▶ **PROBLEM DESCRIPTION**
Report every line of the records beneath this task that holds the string "ReleaseReport".

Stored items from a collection
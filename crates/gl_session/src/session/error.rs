//! Session errors and teardown reporting

use thiserror::Error;

use super::backend::BackendError;

/// Acquisition failure
///
/// By the time one of these is returned every resource acquired before the
/// failing step has already been released.
#[derive(Error, Debug, Clone, PartialEq, Eq)]
pub enum SessionError {
    /// Request rejected before touching the OS
    #[error("invalid session request: {0}")]
    InvalidRequest(String),

    /// Acquire called on a session that is not unacquired
    #[error("session is already acquired")]
    AlreadyAcquired,

    /// Window class registration failed
    #[error("failed to register window class: {0}")]
    ClassRegistrationFailed(BackendError),

    /// Full-screen mode unavailable and the fallback was declined
    #[error("full-screen mode is not supported: {0}")]
    DisplayModeUnsupported(BackendError),

    /// Native window creation failed
    #[error("failed to create window: {0}")]
    WindowCreationFailed(BackendError),

    /// No drawing surface could be obtained for the window
    #[error("failed to create OpenGL device context: {0}")]
    SurfaceAcquisitionFailed(BackendError),

    /// No pixel format matches the request
    #[error("failed to find suitable pixel format: {0}")]
    NoSuitablePixelFormat(BackendError),

    /// The chosen pixel format could not be applied
    #[error("failed to set pixel format: {0}")]
    FormatApplicationFailed(BackendError),

    /// Graphics context creation failed
    #[error("failed to create OpenGL rendering context: {0}")]
    ContextCreationFailed(BackendError),

    /// Graphics context could not be bound
    #[error("failed to activate OpenGL rendering context: {0}")]
    ContextBindFailed(BackendError),
}

/// One step of the release sequence
#[derive(Debug, Clone, Copy, PartialEq, Eq)]
pub enum TeardownStep {
    /// Restore the desktop display mode
    RestoreDisplayMode,
    /// Unbind the graphics context
    UnbindContext,
    /// Delete the graphics context
    DeleteContext,
    /// Release the drawing surface
    ReleaseSurface,
    /// Destroy the native window
    DestroyWindow,
    /// Unregister the window class
    UnregisterClass,
}

impl std::fmt::Display for TeardownStep {
    fn fmt(&self, f: &mut std::fmt::Formatter<'_>) -> std::fmt::Result {
        let text = match self {
            Self::RestoreDisplayMode => "restore display mode",
            Self::UnbindContext => "release device and rendering context",
            Self::DeleteContext => "delete rendering context",
            Self::ReleaseSurface => "release device context",
            Self::DestroyWindow => "destroy window handle",
            Self::UnregisterClass => "unregister window class",
        };
        f.write_str(text)
    }
}

/// Failure of a single release step
#[derive(Error, Debug, Clone, PartialEq, Eq)]
#[error("failed to {step}: {source}")]
pub struct TeardownError {
    /// Step that failed
    pub step: TeardownStep,
    /// Backend failure
    pub source: BackendError,
}

/// Outcome of a release
///
/// Teardown never stops early; every failed step is collected here.
#[derive(Debug, Clone, Default, PartialEq, Eq)]
pub struct ReleaseReport {
    /// Steps that failed, in the order they ran
    pub failures: Vec<TeardownError>,
}

impl ReleaseReport {
    /// Whether every step succeeded
    pub fn is_clean(&self) -> bool {
        self.failures.is_empty()
    }

    pub(crate) fn record(&mut self, step: TeardownStep, result: Result<(), BackendError>) {
        if let Err(source) = result {
            let failure = TeardownError { step, source };
            log::error!("Teardown: {}", failure);
            self.failures.push(failure);
        }
    }
}
//! Window events and the input state they drive

use super::{Key, KeyboardState};

/// Window system notification, already decoded by the platform backend
#[derive(Debug, Clone, Copy, PartialEq, Eq)]
pub enum WindowEvent {
    /// Window activation changed; `minimized` is true while iconified
    Activated {
        /// Whether the window is minimized
        minimized: bool,
    },
    /// Key went down
    KeyDown(Key),
    /// Key went up
    KeyUp(Key),
    /// Client area resized
    Resized {
        /// New client width
        width: u32,
        /// New client height
        height: u32,
    },
    /// The OS asked the application to close
    CloseRequested,
}

/// Application input state: key table plus the active flag
#[derive(Debug, Clone)]
pub struct InputState {
    /// Virtual key table
    pub keys: KeyboardState,
    active: bool,
}

impl InputState {
    /// Fresh state: no keys held, window considered active
    pub const fn new() -> Self {
        Self {
            keys: KeyboardState::new(),
            active: true,
        }
    }

    /// Fold one event into the state
    ///
    /// Resize and close notifications carry no input state and are ignored
    /// here; the run loop handles them.
    pub fn apply(&mut self, event: &WindowEvent) {
        match *event {
            WindowEvent::Activated { minimized } => self.active = !minimized,
            WindowEvent::KeyDown(key) => self.keys.set(key, true),
            WindowEvent::KeyUp(key) => self.keys.set(key, false),
            WindowEvent::Resized { .. } | WindowEvent::CloseRequested => {}
        }
    }

    /// Whether the window is active (not minimized)
    pub const fn is_active(&self) -> bool {
        self.active
    }
}

impl Default for InputState {
    fn default() -> Self {
        Self::new()
    }
}
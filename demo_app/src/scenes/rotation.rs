//! Spinning triangle and quad
//!
//! The triangle turns about Y, the quad about X in the opposite sense. Each
//! angle advances after its shape is drawn; T reverses both.

use gl_session::foundation::math::Vec3;
use gl_session::input::{Key, KeyboardState};
use gl_session::render::{ColoredVertex, Primitive, Renderer};
use gl_session::{AppError, Application};

/// Triangle angle increment per frame, in degrees
pub const TRIANGLE_SPEED: f32 = 0.2;

/// Quad angle decrement per frame, in degrees
pub const QUAD_SPEED: f32 = 0.15;

const FULL_TURN: f32 = 360.0;

/// Two rotating polygons in front of the camera
#[derive(Debug, Clone)]
pub struct PolygonRotationScene {
    triangle_angle: f32,
    quad_angle: f32,
    direction: f32,
    triangle: [ColoredVertex; 3],
    quad: [ColoredVertex; 4],
}

impl PolygonRotationScene {
    /// Scene with both angles at zero, turning forwards
    pub fn new() -> Self {
        const QUAD_COLOR: [f32; 3] = [0.5, 0.5, 1.0];
        Self {
            triangle_angle: 0.0,
            quad_angle: 0.0,
            direction: 1.0,
            triangle: [
                ColoredVertex::new([0.0, 1.0, 0.0], [1.0, 0.0, 0.0]),
                ColoredVertex::new([-1.0, -1.0, 0.0], [0.0, 1.0, 0.0]),
                ColoredVertex::new([1.0, -1.0, 0.0], [0.0, 0.0, 1.0]),
            ],
            quad: [
                ColoredVertex::new([-1.0, 1.0, 0.0], QUAD_COLOR),
                ColoredVertex::new([1.0, 1.0, 0.0], QUAD_COLOR),
                ColoredVertex::new([1.0, -1.0, 0.0], QUAD_COLOR),
                ColoredVertex::new([-1.0, -1.0, 0.0], QUAD_COLOR),
            ],
        }
    }

    /// Triangle angle in degrees
    pub const fn triangle_angle(&self) -> f32 {
        self.triangle_angle
    }

    /// Quad angle in degrees
    pub const fn quad_angle(&self) -> f32 {
        self.quad_angle
    }

    /// 1 when turning forwards, -1 when reversed
    pub const fn direction(&self) -> f32 {
        self.direction
    }

    /// Reverse both rotations
    pub fn reverse(&mut self) {
        self.direction = -self.direction;
        log::debug!("Rotation direction now {}", self.direction);
    }

    fn advance(&mut self) {
        // Wrap checks run before the step, so an angle may overshoot by one step
        if self.triangle_angle >= FULL_TURN {
            self.triangle_angle = 0.0;
        }
        self.triangle_angle += TRIANGLE_SPEED * self.direction;

        if self.quad_angle <= -FULL_TURN {
            self.quad_angle = 0.0;
        }
        self.quad_angle -= QUAD_SPEED * self.direction;
    }
}

impl Default for PolygonRotationScene {
    fn default() -> Self {
        Self::new()
    }
}

impl Application for PolygonRotationScene {
    fn initialize(&mut self, _renderer: &mut dyn Renderer) -> Result<(), AppError> {
        Ok(())
    }

    fn render(&mut self, renderer: &mut dyn Renderer) -> Result<(), AppError> {
        renderer.clear();

        renderer.load_identity();
        renderer.translate(Vec3::new(-1.5, 0.0, -6.0));
        renderer.rotate(self.triangle_angle, Vec3::y());
        renderer.draw(Primitive::Triangles, &self.triangle);

        renderer.load_identity();
        renderer.translate(Vec3::new(1.5, 0.0, -6.0));
        renderer.rotate(self.quad_angle, Vec3::x());
        renderer.draw(Primitive::Quads, &self.quad);

        self.advance();
        Ok(())
    }

    fn update(&mut self, keys: &mut KeyboardState) -> Result<(), AppError> {
        if let Some(toggle) = Key::from_char('T') {
            if keys.take(toggle) {
                self.reverse();
            }
        }
        Ok(())
    }
}

#[cfg(test)]
mod tests {
    use super::*;
    use approx::assert_relative_eq;
    use gl_session::platform::headless::{DrawCall, HeadlessBackend};

    #[test]
    fn test_angles_advance_after_draw() {
        let mut backend = HeadlessBackend::new();
        let mut scene = PolygonRotationScene::new();

        scene.render(&mut backend).unwrap();

        assert_relative_eq!(scene.triangle_angle(), TRIANGLE_SPEED);
        assert_relative_eq!(scene.quad_angle(), -QUAD_SPEED);
    }

    #[test]
    fn test_triangle_wraps_after_full_turn() {
        let mut scene = PolygonRotationScene::new();
        scene.triangle_angle = 360.1;
        scene.quad_angle = -360.05;

        scene.advance();

        assert_relative_eq!(scene.triangle_angle(), TRIANGLE_SPEED);
        assert_relative_eq!(scene.quad_angle(), -QUAD_SPEED);
    }

    #[test]
    fn test_no_wrap_below_full_turn() {
        let mut scene = PolygonRotationScene::new();
        scene.triangle_angle = 359.9;

        scene.advance();

        assert_relative_eq!(scene.triangle_angle(), 360.1, epsilon = 1e-3);
    }

    #[test]
    fn test_t_reverses_once_per_press() {
        let mut scene = PolygonRotationScene::new();
        let mut keys = KeyboardState::new();
        keys.set(Key::from_char('t').unwrap(), true);

        scene.update(&mut keys).unwrap();
        scene.update(&mut keys).unwrap();

        assert_relative_eq!(scene.direction(), -1.0);

        scene.advance();
        assert_relative_eq!(scene.triangle_angle(), -TRIANGLE_SPEED);
        assert_relative_eq!(scene.quad_angle(), QUAD_SPEED);
    }

    #[test]
    fn test_frame_draw_calls() {
        use gl_session::config::SessionConfig;
        use gl_session::session::{DisplayMode, DisplaySession, FallbackDecision};

        let mut backend = HeadlessBackend::new();
        let mut session = DisplaySession::new(SessionConfig::new("Polygon Rotation"));
        session
            .acquire(&mut backend, DisplayMode::Windowed, &mut FallbackDecision::Abort)
            .unwrap();
        backend.clear_journal();

        let mut scene = PolygonRotationScene::new();
        scene.render(&mut backend).unwrap();

        let draws = backend.draws();
        assert_eq!(draws.len(), 9);
        assert_eq!(draws[0], DrawCall::Clear);
        assert_eq!(draws[1], DrawCall::LoadIdentity);
        assert_eq!(draws[2], DrawCall::Translate(Vec3::new(-1.5, 0.0, -6.0)));
        assert_eq!(draws[3], DrawCall::Rotate(0.0, Vec3::y()));
        match &draws[4] {
            DrawCall::Draw(Primitive::Triangles, vertices) => {
                assert_eq!(vertices.len(), 3);
                assert_eq!(vertices[0].color, Vec3::new(1.0, 0.0, 0.0));
                assert_eq!(vertices[2].position, Vec3::new(1.0, -1.0, 0.0));
            }
            other => panic!("expected triangle batch, got {other:?}"),
        }
        assert_eq!(draws[6], DrawCall::Translate(Vec3::new(1.5, 0.0, -6.0)));
        assert_eq!(draws[7], DrawCall::Rotate(0.0, Vec3::x()));
        match &draws[8] {
            DrawCall::Draw(Primitive::Quads, vertices) => {
                assert_eq!(vertices.len(), 4);
                assert!(vertices.iter().all(|v| v.color == Vec3::new(0.5, 0.5, 1.0)));
            }
            other => panic!("expected quad batch, got {other:?}"),
        }

        session.release(&mut backend);
    }
}
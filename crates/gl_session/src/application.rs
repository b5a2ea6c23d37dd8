//! Application trait and lifecycle management

use thiserror::Error;

use crate::input::KeyboardState;
use crate::render::Renderer;

/// Application lifecycle trait
///
/// Implement this trait to drive a scene from [`Engine::run`](crate::Engine::run).
pub trait Application {
    /// Set up render state for a freshly acquired session
    ///
    /// Called after the first acquisition and again after every display mode
    /// switch, since the new context starts from the baseline render state.
    fn initialize(&mut self, renderer: &mut dyn Renderer) -> Result<(), AppError>;

    /// Draw one frame
    ///
    /// The engine swaps buffers afterwards.
    fn render(&mut self, renderer: &mut dyn Renderer) -> Result<(), AppError>;

    /// Apply key-driven parameter changes
    ///
    /// Called once per drawn frame, after the engine has handled its own keys.
    /// Use [`KeyboardState::take`] for actions that should fire once per press.
    fn update(&mut self, keys: &mut KeyboardState) -> Result<(), AppError>;

    /// Called once when the run loop exits, before the session is released
    ///
    /// Not called when launch fails.
    fn cleanup(&mut self) {}
}

/// Application-level errors
#[derive(Error, Debug)]
pub enum AppError {
    /// Custom application error
    #[error("Application error: {0}")]
    Custom(String),
}
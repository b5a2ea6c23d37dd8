//! Window procedure and the per-thread event queue it feeds

use std::cell::RefCell;
use std::collections::VecDeque;

use windows_sys::Win32::Foundation::{HWND, LPARAM, LRESULT, WPARAM};
use windows_sys::Win32::UI::WindowsAndMessaging::{
    DefWindowProcW, PostQuitMessage, SC_MONITORPOWER, SC_SCREENSAVE, WM_ACTIVATE, WM_CLOSE, WM_KEYDOWN, WM_KEYUP,
    WM_SIZE, WM_SYSCOMMAND,
};

use crate::input::{Key, WindowEvent};

thread_local! {
    static EVENTS: RefCell<VecDeque<WindowEvent>> = RefCell::new(VecDeque::new());
}

fn push(event: WindowEvent) {
    EVENTS.with(|events| events.borrow_mut().push_back(event));
}

/// Next decoded event, if the window procedure queued one
pub(super) fn pop() -> Option<WindowEvent> {
    EVENTS.with(|events| events.borrow_mut().pop_front())
}

/// Drop events left over from a destroyed window
pub(super) fn discard_pending() {
    EVENTS.with(|events| events.borrow_mut().clear());
}

const fn low_word(value: usize) -> u32 {
    (value & 0xFFFF) as u32
}

const fn high_word(value: usize) -> u32 {
    ((value >> 16) & 0xFFFF) as u32
}

pub(super) unsafe extern "system" fn window_proc(
    hwnd: HWND,
    message: u32,
    wparam: WPARAM,
    lparam: LPARAM,
) -> LRESULT {
    match message {
        WM_ACTIVATE => {
            push(WindowEvent::Activated {
                minimized: high_word(wparam) != 0,
            });
            return 0;
        }
        WM_SYSCOMMAND => {
            // Keep the screensaver and monitor power-down from kicking in
            let command = (wparam & 0xFFF0) as u32;
            if command == SC_SCREENSAVE || command == SC_MONITORPOWER {
                return 0;
            }
        }
        WM_CLOSE => {
            PostQuitMessage(0);
            return 0;
        }
        WM_KEYDOWN => {
            if let Some(key) = Key::from_raw(wparam) {
                push(WindowEvent::KeyDown(key));
            }
            return 0;
        }
        WM_KEYUP => {
            if let Some(key) = Key::from_raw(wparam) {
                push(WindowEvent::KeyUp(key));
            }
            return 0;
        }
        WM_SIZE => {
            let size = lparam as usize;
            push(WindowEvent::Resized {
                width: low_word(size),
                height: high_word(size),
            });
            return 0;
        }
        _ => {}
    }

    DefWindowProcW(hwnd, message, wparam, lparam)
}

#[cfg(test)]
mod tests {
    use super::*;

    #[test]
    fn test_words_split_packed_size() {
        let packed = (768usize << 16) | 1366;
        assert_eq!(low_word(packed), 1366);
        assert_eq!(high_word(packed), 768);
    }

    #[test]
    fn test_queue_is_fifo() {
        discard_pending();
        push(WindowEvent::KeyDown(Key::F11));
        push(WindowEvent::CloseRequested);

        assert_eq!(pop(), Some(WindowEvent::KeyDown(Key::F11)));
        assert_eq!(pop(), Some(WindowEvent::CloseRequested));
        assert_eq!(pop(), None);
    }
}
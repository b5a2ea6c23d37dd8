//! Empty OpenGL window
//!
//! Asks for the launch mode, then shows a blank window whose background color
//! is driven by R/G/B/A + Up/Down. F11 toggles full-screen, Escape quits.

use gl_session::config::SessionConfig;

fn defaults() -> SessionConfig {
    SessionConfig::new("OpenGL Empty Window")
}

#[cfg(windows)]
fn main() -> Result<(), Box<dyn std::error::Error>> {
    use demo_app::scenes::ClearColorScene;
    use gl_session::platform::{MessageBoxPrompt, Win32Backend};
    use gl_session::Engine;

    let config = demo_app::bootstrap("empty_window", defaults());
    let mut engine = Engine::new(config, Win32Backend::new());
    engine.run(&mut MessageBoxPrompt, &mut ClearColorScene::new())?;

    log::info!("Empty window demo finished");
    Ok(())
}

#[cfg(not(windows))]
fn main() -> std::process::ExitCode {
    let config = demo_app::bootstrap("empty_window", defaults());
    log::error!(
        "'{}' needs the Win32 backend; nothing to show on this platform",
        config.title
    );
    std::process::ExitCode::FAILURE
}
//! 提供者复合键定义
//!
//! 复合键由类型标识与可选限定符组成，是注册表和实例缓存的索引。

use std::any::TypeId;
use std::fmt;
use std::hash::{Hash, Hasher};

/// 提供者复合键
///
/// 标识"请求的是哪种东西"：类型级主键加可选的二级限定符。
/// 无限定符本身就是一个独立的键，不等价于任何限定符值。
#[derive(Debug, Clone)]
pub struct ProviderKey {
    type_id: TypeId,
    type_name: &'static str,
    qualifier: Option<String>,
}

impl ProviderKey {
    /// 从类型创建无限定符的键
    pub fn of<T: 'static>() -> Self {
        Self {
            type_id: TypeId::of::<T>(),
            type_name: short_type_name::<T>(),
            qualifier: None,
        }
    }

    /// 从类型创建带限定符的键
    pub fn qualified<T: 'static>(qualifier: impl Into<String>) -> Self {
        Self {
            type_id: TypeId::of::<T>(),
            type_name: short_type_name::<T>(),
            qualifier: Some(qualifier.into()),
        }
    }

    /// 替换限定符
    #[must_use]
    pub fn with_qualifier(mut self, qualifier: impl Into<String>) -> Self {
        self.qualifier = Some(qualifier.into());
        self
    }

    /// 类型标识
    pub fn type_id(&self) -> TypeId {
        self.type_id
    }

    /// 简短类型名（不含模块路径）
    pub fn type_name(&self) -> &'static str {
        self.type_name
    }

    /// 限定符
    pub fn qualifier(&self) -> Option<&str> {
        self.qualifier.as_deref()
    }
}

/// 键的相等性只看类型标识与限定符，类型名仅用于展示
impl PartialEq for ProviderKey {
    fn eq(&self, other: &Self) -> bool {
        self.type_id == other.type_id && self.qualifier == other.qualifier
    }
}

impl Eq for ProviderKey {}

impl Hash for ProviderKey {
    fn hash<H: Hasher>(&self, state: &mut H) {
        self.type_id.hash(state);
        self.qualifier.hash(state);
    }
}

impl fmt::Display for ProviderKey {
    fn fmt(&self, f: &mut fmt::Formatter<'_>) -> fmt::Result {
        match &self.qualifier {
            Some(q) => write!(f, "{}::{}", self.type_name, q),
            None => f.write_str(self.type_name),
        }
    }
}

/// 获取简短的类型名称（不包含模块路径）
fn short_type_name<T: 'static>() -> &'static str {
    let full = std::any::type_name::<T>();
    full.rsplit("::").next().unwrap_or(full)
}
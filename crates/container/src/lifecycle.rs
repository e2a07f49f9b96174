//! 实例释放追踪
//!
//! 每个容器节点独立记录自己创建的可释放实例，
//! 关闭时按创建顺序的逆序执行释放钩子。

use chrono::{DateTime, Utc};
use parking_lot::Mutex;
use rong_abstractions::{DisposeFn, SharedInstance};
use rong_common::ProviderKey;
use tracing::{debug, warn};

/// 释放记录
pub struct DisposalRecord {
    /// 实例对应的复合键
    pub key: ProviderKey,
    /// 实例本体
    pub instance: SharedInstance,
    /// 可选的释放钩子；缺席时关闭流程直接跳过该实例
    pub hook: Option<DisposeFn>,
    /// 创建时间
    pub created_at: DateTime<Utc>,
}

/// 生命周期追踪器
///
/// 追加式列表；消费（关闭）与清空（重置）都只影响本容器。
#[derive(Default)]
pub struct LifecycleTracker {
    records: Mutex<Vec<DisposalRecord>>,
}

impl LifecycleTracker {
    /// 创建空追踪器
    pub fn new() -> Self {
        Self::default()
    }

    /// 在创建时点追加一条释放记录
    pub fn track(&self, key: ProviderKey, instance: SharedInstance, hook: Option<DisposeFn>) {
        debug!("追踪实例释放: {}", key);
        self.records.lock().push(DisposalRecord {
            key,
            instance,
            hook,
            created_at: Utc::now(),
        });
    }

    /// 当前记录数量
    pub fn len(&self) -> usize {
        self.records.lock().len()
    }

    /// 是否没有记录
    pub fn is_empty(&self) -> bool {
        self.records.lock().is_empty()
    }

    /// 清空记录而不执行任何钩子（硬重置路径）
    pub fn clear(&self) {
        self.records.lock().clear();
    }

    /// 逆序执行全部释放钩子并清空记录
    ///
    /// 单条钩子的失败只记录日志，绝不阻断其余实例的释放。
    /// 记录先整体移出锁外，异步钩子执行期间不持有任何锁。
    pub async fn drain(&self) {
        let records = std::mem::take(&mut *self.records.lock());
        for record in records.into_iter().rev() {
            let Some(hook) = record.hook else { continue };
            debug!("释放实例: {}", record.key);
            if let Err(error) = hook(record.instance).await {
                warn!("释放钩子执行失败: {}, 原因: {error}, 已忽略", record.key);
            }
        }
    }
}
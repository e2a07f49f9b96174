//! 实例释放能力定义
//!
//! 需要在容器关闭时清理资源的组件实现 [`Disposable`]，
//! 容器在注册时静态捕获该能力，不做运行时方法探测。

use crate::errors::DisposeError;
use async_trait::async_trait;

/// 显式释放能力 trait
///
/// 容器关闭时按创建顺序的逆序调用 [`dispose`](Disposable::dispose)。
/// 释放失败会被记录并吞掉，不会阻断其余实例的释放。
#[async_trait]
pub trait Disposable: Send + Sync {
    /// 释放实例持有的资源
    async fn dispose(&self) -> Result<(), DisposeError>;
}
//! # Rong Abstractions
//!
//! 依赖注入抽象层，定义提供者描述符与解析上下文。
//!
//! ## 核心类型
//!
//! - [`Provider`] - 不可变的提供者描述符
//! - [`ProviderBuilder`] - 类型化的提供者构建器
//! - [`ResolveContext`] - 传递给工厂函数的解析上下文
//! - [`DependencyProbe`] / [`ConstructFallback`] - 可注入的外部协作能力

pub mod capability;
pub mod context;
pub mod provider;

pub use capability::*;
pub use context::*;
pub use provider::*;
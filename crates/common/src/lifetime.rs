//! 实例生命周期定义

/// 实例生命周期类型
#[derive(Debug, Clone, Copy, PartialEq, Eq, Hash)]
pub enum Lifetime {
    /// 单例模式 - 整个容器树内只缓存一个实例（存放在根容器）
    Singleton,
    /// 作用域模式 - 每个作用域缓存各自的实例
    Scoped,
    /// 瞬时模式 - 每次解析都重新生产，不缓存也不追踪释放
    Transient,
}

impl Default for Lifetime {
    fn default() -> Self {
        Self::Transient
    }
}

impl Lifetime {
    /// 该生命周期的实例是否会被缓存并追踪释放
    pub fn is_tracked(self) -> bool {
        !matches!(self, Self::Transient)
    }
}
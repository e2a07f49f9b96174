//! 错误类型定义

use thiserror::Error;

/// 依赖注入错误类型
///
/// 所有错误都携带复合键的渲染形式 `<类型名>[::<限定符>]`。
#[derive(Error, Debug)]
pub enum DependencyError {
    /// 同一复合键重复注册，且覆盖策略不允许替换
    #[error("提供者重复注册: {key}")]
    DuplicateProvider {
        /// 冲突的复合键
        key: String,
    },

    /// 未找到提供者，且没有可用的零参构造回退
    #[error("未找到提供者: {key}")]
    NoProvider {
        /// 请求的复合键
        key: String,
    },

    /// 同一调用栈上重入了正在解析中的键
    #[error("检测到循环依赖: {key}")]
    CircularDependency {
        /// 重入的复合键
        key: String,
    },

    /// 同步解析遇到了未能立即完成的异步生产方法
    #[error("同步解析遇到异步提供者: {key}, 请改用异步入口 get_async")]
    SyncOnAsync {
        /// 异步提供者的复合键
        key: String,
    },

    /// 解析出的实例无法转换为请求的类型
    #[error("实例类型转换失败: {key}, 期望类型: {expected}")]
    TypeMismatch {
        /// 请求的复合键
        key: String,
        /// 期望的具体类型名
        expected: String,
    },

    /// 生产方法本身执行失败
    #[error("实例创建失败: {key}, 原因: {source}")]
    ProductionFailed {
        /// 失败提供者的复合键
        key: String,
        /// 底层错误
        source: Box<dyn std::error::Error + Send + Sync>,
    },
}

/// 结果类型别名
pub type DependencyResult<T> = Result<T, DependencyError>;

/// 释放钩子错误类型
///
/// 释放失败只记录日志、绝不向外传播，因此不需要结构化的错误枚举。
pub type DisposeError = Box<dyn std::error::Error + Send + Sync>;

▶ **RESULT**
pub struct ReleaseReport {
impl ReleaseReport {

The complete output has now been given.